Despite the support of the Surveyor, there was more delay, and in 1959 Helm wrote a brutal report condemning conditions. A year later he resigned and went back to parish ministry. In the same year a contract was signed with Geo. Houlton & Sons Ltd to "to improve and modernise the arrangement of the living quarters and provide necessary food storage, washing and lavatory accommodation together with the stripping out and replacement of all internal out-of-date finishings, fixed light windows, kitchen ranges and decayed timbers etc.” Most of the accommodation became double rooms (which, of course, reduced the numbers which could be housed).

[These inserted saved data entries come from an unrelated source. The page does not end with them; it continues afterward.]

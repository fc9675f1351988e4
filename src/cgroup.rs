//! cgroup v2 resource constraints: a per-PID subgroup under a shared
//! parent cgroup, with memory/CPU limits written as decimal strings to
//! the virtual filesystem (spec §3.4, §4.3).

use std::fs::OpenOptions;
use std::io::Write;
use std::os::unix::fs::DirBuilderExt;
use std::path::{Path, PathBuf};

use anyhow::{Context, Result};
use libc::pid_t;
use tracing::{debug, warn};

/// Default parent cgroup, overridable via `HOLDEN_CGROUP_ROOT` (§4.6).
pub const DEFAULT_CGROUP_ROOT: &str = "/sys/fs/cgroup/orchestrator";

pub struct CgroupController {
    root: PathBuf,
}

impl CgroupController {
    pub fn new(root: PathBuf) -> Self {
        Self { root }
    }

    /// Idempotently create the parent directory. Absence of cgroup v2
    /// at the mount point is logged, not propagated: callers still get
    /// a working agent, just one where `apply-constraints` will fail
    /// per-call until the host is fixed.
    pub fn init(&self) {
        if let Err(e) = create_dir_0755(&self.root) {
            warn!(root = %self.root.display(), error = %e, "cgroup v2 parent unavailable; constraints will fail until this is fixed");
        }
    }

    fn process_dir(&self, pid: pid_t) -> PathBuf {
        self.root.join(format!("proc_{pid}"))
    }

    /// Create `⟨root⟩/proc_<pid>/` if absent and move `pid` into it by
    /// writing its decimal PID to `cgroup.procs`.
    pub fn create_process_cgroup(&self, pid: pid_t) -> Result<()> {
        let dir = self.process_dir(pid);
        create_dir_0755(&dir).with_context(|| format!("create {}", dir.display()))?;
        write_decimal(&dir.join("cgroup.procs"), pid as i64)
    }

    /// Write `bytes` to `memory.max`. Callers must skip this when
    /// `bytes == 0` ("not requested", spec §4.3).
    pub fn apply_memory_limit(&self, pid: pid_t, bytes: u64) -> Result<()> {
        write_decimal(&self.process_dir(pid).join("memory.max"), bytes as i64)
    }

    /// Clamp `percent` to `[0, 100]`, translate to a `cpu.weight` value
    /// in `[0, 10000]`, and write it. Callers must skip this when
    /// `percent == 0` ("not requested", spec §4.3).
    pub fn apply_cpu_limit(&self, pid: pid_t, percent: u64) -> Result<()> {
        let percent = percent.min(100);
        let weight = percent * 10000 / 100;
        write_decimal(&self.process_dir(pid).join("cpu.weight"), weight as i64)
    }

    /// Best-effort removal of a reaped process's cgroup directory
    /// (spec §9 redesign note 5 / S7). Failure — e.g. a lingering
    /// grandchild keeping the group busy — is logged, not propagated;
    /// the reaper must never get stuck on this.
    pub fn remove_process_cgroup(&self, pid: pid_t) {
        let dir = self.process_dir(pid);
        match std::fs::remove_dir(&dir) {
            Ok(()) => {}
            Err(e) if e.kind() == std::io::ErrorKind::NotFound => {}
            Err(e) => debug!(dir = %dir.display(), error = %e, "cgroup cleanup failed"),
        }
    }
}

fn create_dir_0755(path: &Path) -> std::io::Result<()> {
    if path.is_dir() {
        return Ok(());
    }
    std::fs::DirBuilder::new()
        .recursive(true)
        .mode(0o755)
        .create(path)
}

/// Open O_WRONLY and write once; a short write is treated as failure
/// rather than retried, matching the kernel's contract for cgroup
/// control files (a write is accepted atomically or not at all).
fn write_decimal(path: &Path, value: i64) -> Result<()> {
    let s = value.to_string();
    let mut file = OpenOptions::new()
        .write(true)
        .open(path)
        .with_context(|| format!("open {}", path.display()))?;
    let n = file
        .write(s.as_bytes())
        .with_context(|| format!("write {}", path.display()))?;
    if n != s.len() {
        anyhow::bail!(
            "partial write to {}: wrote {} of {} bytes",
            path.display(),
            n,
            s.len()
        );
    }
    Ok(())
}

#[cfg(test)]
mod tests {
    use super::*;

    #[test]
    fn cpu_percent_clamps_and_scales_to_weight() {
        // exercise the pure math without touching the filesystem by
        // replicating the clamp/scale the real method performs
        let scale = |percent: u64| {
            let percent = percent.min(100);
            percent * 10000 / 100
        };
        assert_eq!(scale(50), 5000);
        assert_eq!(scale(0), 0);
        assert_eq!(scale(100), 10000);
        assert_eq!(scale(150), 10000);
    }

    #[test]
    fn create_and_remove_process_cgroup_on_tmpdir() {
        let tmp = tempfile::tempdir().unwrap();
        let controller = CgroupController::new(tmp.path().join("orchestrator"));
        controller.init();

        // fake up the kernel-provided control file since there's no
        // real cgroupfs to write through in a test sandbox
        let pid = 4242;
        let dir = tmp.path().join("orchestrator").join(format!("proc_{pid}"));
        std::fs::create_dir_all(&dir).unwrap();
        std::fs::write(dir.join("cgroup.procs"), "").unwrap();
        std::fs::write(dir.join("memory.max"), "max").unwrap();
        std::fs::write(dir.join("cpu.weight"), "100").unwrap();

        controller.apply_memory_limit(pid, 64 * 1024 * 1024).unwrap();
        assert_eq!(
            std::fs::read_to_string(dir.join("memory.max")).unwrap(),
            "67108864"
        );
        controller.apply_cpu_limit(pid, 50).unwrap();
        assert_eq!(std::fs::read_to_string(dir.join("cpu.weight")).unwrap(), "5000");

        controller.remove_process_cgroup(pid);
        assert!(!dir.exists());
    }
}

Electric plugs were put in the rooms, with pre-payment meters, and Baby Belling cookers were provided. However, there were still fireplaces but no washing or toilet facilities in residents' rooms, and no real kitchens. There were no wash basins in the bathrooms. Over the next decade many residents paid to replace their open fireplaces with electric fires. And then a hike in the "maintenance" or rent angered many of the residents.
In the mid 1970s a "new house" was built (records have been lost from that time so details of cost etc are missing). It consists of two self-contained flats, one above the other, in a building on a piece of spare land on the western edge of the property beside the hall. A much bigger redevelopment soon followed. There were large grants available to Housing Associations, so the Charterhouse became an HA. Plans were drawn up to replace the Victorian buildings with flats. The 1780 building (Old House) was listed so had to be kept. The 1804 Bourne House should have been demolished but Council planners decided to give it a local listing. The rooms in these two buildings were converted into one- or two-bedroomed flats with bathrooms and kitchens, and gas central heating.
The rest of the site was reduced to rubble. All the residents, of course, had to find accommodation elsewhere while the work to build two-storey blocks of modern flats went on. Opportunities to include features such as stair-lifts and ramps were not taken, and the lack of adaptations for those with mobility problems remains a drawback.